Valentina Ghislanzoni, paziente oncologica, racconta le settimane di apprensione per la quarantena
Sessanta giorni di sintomi Covid. “Mi hanno detto che sarei stata il primo caso a Lecco” ma nessun tampone e controlli ospedalieri rimandati
LECCO – “Quando ho chiamato il numero verde perché non stavo bene mi hanno riferito che era improbabile fosse Covid, ‘sarebbe il primo caso a Lecco’ mi è stato detto”. Era fine febbraio e la pandemia stava diffondersi ma, almeno dai riscontri ufficiali, non era ancora arrivata sul territorio di Lecco, eppure Valentina Ghislanzoni ricorda bene quei sintomi: febbre alta, dolori muscolari, tosse e difficoltà respiratorie che non le hanno dato tregua per ben 65 giorni.
“In quel momento si parlava del focolaio di Codogno e mi era stato chiesto se avessi avuto contatti con persone della ‘zona rossa’ o che fossero transitate di quelle parti, quindi non si è dato peso a quel malessere, eppure, si è trascinato per lungo tempo. Mi è stata indicata quindi una terapia a base di paracetamolo e riposo”.
Valentina, 35enne di Oggiono, era particolarmente in apprensione per le sue condizioni di salute, perché la paura del Coronavirus era soprattutto legata ad un altro male che la giovane ha combattuto negli ultimi anni:
“Sono paziente oncologica dal 2016, le terapie le ho concluse nel 2017 ma dato che ho avuto un tumore molto molto aggressivo e ho avuto follow up strettissimi.
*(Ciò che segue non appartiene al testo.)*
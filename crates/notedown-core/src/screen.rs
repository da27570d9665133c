// Copyright 2025 Fernando Borretti
//
// Licensed under the Apache License, Version 2.0 (the "License");
// you may not use this file except in compliance with the License.
// You may obtain a copy of the License at
//
//     http://www.apache.org/licenses/LICENSE-2.0
//
// Unless required by applicable law or agreed to in writing, software
// distributed under the License is distributed on an "AS IS" BASIS,
// WITHOUT WARRANTIES OR CONDITIONS OF ANY KIND, either express or implied.
// See the License for the specific language governing permissions and
// limitations under the License.

use std::sync::LazyLock;

use crossterm::style::Stylize;
use regex::Captures;
use regex::Regex;

use crate::provenance::extract_markdown;
use crate::provenance::is_generated;

static STYLE_BLOCK: LazyLock<Regex> =
    LazyLock::new(|| Regex::new(r"(?s)<style>.*?</style>").expect("Static regex ill-formed."));

static EMPTY_TAG: LazyLock<Regex> = LazyLock::new(|| {
    Regex::new(r"<b>\s*</b>|<i>\s*</i>|<div>\s*</div>").expect("Static regex ill-formed.")
});

static BOLD: LazyLock<Regex> = LazyLock::new(|| {
    Regex::new(r"\*\*(.*?)\*\*|<b>(.*?)</b>").expect("Static regex ill-formed.")
});

static UNDERLINE: LazyLock<Regex> =
    LazyLock::new(|| Regex::new(r"_(.*?)_|<i>(.*?)</i>").expect("Static regex ill-formed."));

/// Convert a stored field to text for the terminal.
///
/// Generated HTML is shown as the Markdown it came from. Any other HTML goes
/// through a rough conversion to text. With `parseable` set the result can be
/// fed back to the note parser; otherwise bold and italic spans are styled
/// with terminal escape codes.
pub fn html_to_screen(html: &str, parseable: bool) -> String {
    let html = STYLE_BLOCK.replace_all(html, "");
    let plain = match generated_source(&html) {
        Some(markdown) => markdown,
        None => foreign_to_text(&html),
    };
    let plain = if parseable { plain } else { stylize(&plain) };
    plain.trim().to_string()
}

fn generated_source(html: &str) -> Option<String> {
    if !is_generated(html) {
        return None;
    }
    match extract_markdown(html) {
        Ok(markdown) => Some(markdown),
        Err(e) => {
            log::warn!("Showing field as plain HTML: {e}");
            None
        }
    }
}

fn foreign_to_text(html: &str) -> String {
    let text = html
        .replace("&lt;", "<")
        .replace("&gt;", ">")
        .replace("&amp;", "&")
        .replace("&nbsp;", " ")
        .replace("<br>", "\n")
        .replace("<br/>", "\n")
        .replace("<br />", "\n");
    EMPTY_TAG
        .replace_all(&text, "")
        .replace("<div>", "\n")
        .replace("</div>", "")
}

fn stylize(text: &str) -> String {
    let text = BOLD.replace_all(text, |caps: &Captures| styled_span(caps, |s| s.bold().to_string()));
    let text = UNDERLINE.replace_all(&text, |caps: &Captures| {
        styled_span(caps, |s| s.underlined().to_string())
    });
    text.into_owned()
}

/// Apply `style` to whichever alternative of the pattern matched.
fn styled_span(caps: &Captures, style: impl Fn(&str) -> String) -> String {
    let inner = caps
        .get(1)
        .or_else(|| caps.get(2))
        .map(|m| m.as_str())
        .unwrap_or_default();
    style(inner)
}

#[cfg(test)]
mod tests {
    use super::*;
    use crate::config::RenderConfig;
    use crate::markdown::render;

    #[test]
    fn test_generated_shows_source() {
        let source = "**Bold** and \\(x\\) &amp;\n\n- item";
        let html = render(source, true, &RenderConfig::default()).to_html();
        assert_eq!(html_to_screen(&html, true), source);
    }

    #[test]
    fn test_generated_source_is_trimmed() {
        let html = render("\n  *x*  \n", true, &RenderConfig::default()).to_html();
        assert_eq!(html_to_screen(&html, true), "*x*");
    }

    #[test]
    fn test_foreign_html() {
        let html = "<div>Line one</div><div>Line two<br>three<br />four</div>";
        assert_eq!(html_to_screen(html, true), "Line one\nLine two\nthree\nfour");
    }

    #[test]
    fn test_foreign_entities() {
        assert_eq!(html_to_screen("a &lt; b &amp;&amp; c&nbsp;d", true), "a < b && c d");
    }

    #[test]
    fn test_foreign_math_is_untouched() {
        assert_eq!(html_to_screen(r"\(x\) and \[y\]", true), r"\(x\) and \[y\]");
    }

    #[test]
    fn test_empty_tags_are_dropped() {
        assert_eq!(html_to_screen("<b> </b>x<i></i><div>\n</div>", true), "x");
    }

    #[test]
    fn test_tags_holding_only_entities_are_dropped() {
        assert_eq!(html_to_screen("<b>&nbsp;</b>x<i>&nbsp;</i>", true), "x");
        assert_eq!(html_to_screen("a<div><br></div>b", true), "ab");
    }

    #[test]
    fn test_style_block_is_dropped() {
        let html = "<style>\n.card { color: red; }\n</style>Front side";
        assert_eq!(html_to_screen(html, true), "Front side");
    }

    #[test]
    fn test_corrupt_marker_falls_back() {
        let html = "<p data-original-markdown=\"!!!\">Shown&nbsp;anyway</p>";
        assert_eq!(
            html_to_screen(html, true),
            "<p data-original-markdown=\"!!!\">Shown anyway</p>"
        );
    }

    #[test]
    fn test_parseable_keeps_markup() {
        assert_eq!(
            html_to_screen("**bold** <b>b</b> _u_ <i>i</i>", true),
            "**bold** <b>b</b> _u_ <i>i</i>"
        );
    }

    #[test]
    fn test_colourised_styles_markup() {
        let text = html_to_screen("**bold** <b>b</b> _under_ <i>it</i>", false);
        assert!(!text.contains("**"));
        assert!(!text.contains("<b>"));
        assert!(!text.contains('_'));
        assert!(!text.contains("<i>"));
        assert!(text.contains("bold"));
        assert!(text.contains("under"));
        assert!(text.contains("it"));
    }
}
Nonostante i sintomi e il fatto che fossi un soggetto fragile, non mi è mai stato fatto un tampone” spiega Valentina.
Nel frattempo i sintomi peggioravano: “E’ iniziata una congiuntivite purulenta, assieme a dissenteria e nausea fortissima e per ultimo la mancanza di odori e sapori. I giorni in cui sono stata male, ero a casa in auto quarantena, anche mio marito. Nessuno mi ha seguita, ho chiamato 4 o 5 volte il 112 perché mancava molto il fiato”. I sintomi, spiega l’oggionese, sono terminati il 28 aprile scorso. Valentina e marito sono rimasti a casa in autoisolamento, aiutati da amici che portavano loro le provviste alimentari.
Il pensiero della 35enne era anche ai controlli periodici che avrebbe dovuto effettuare: “Avrei dovuto fare la visita di follow up ad aprile, per restare nei consueti 6 mesi ma non sono stata chiamata né avvisata, ho provato a chiamare in reparto più volte, anche quando stavo male ma non ho mai ricevuto risposta”.
Per fortuna, l’attesa chiamata è arrivata giusto la scorsa settimana. “Noi pazienti oncologici – ci dice – non abbiamo vaccini e, anche in lockdown, il cancro non se ne sta in un angolo ad aspettare”.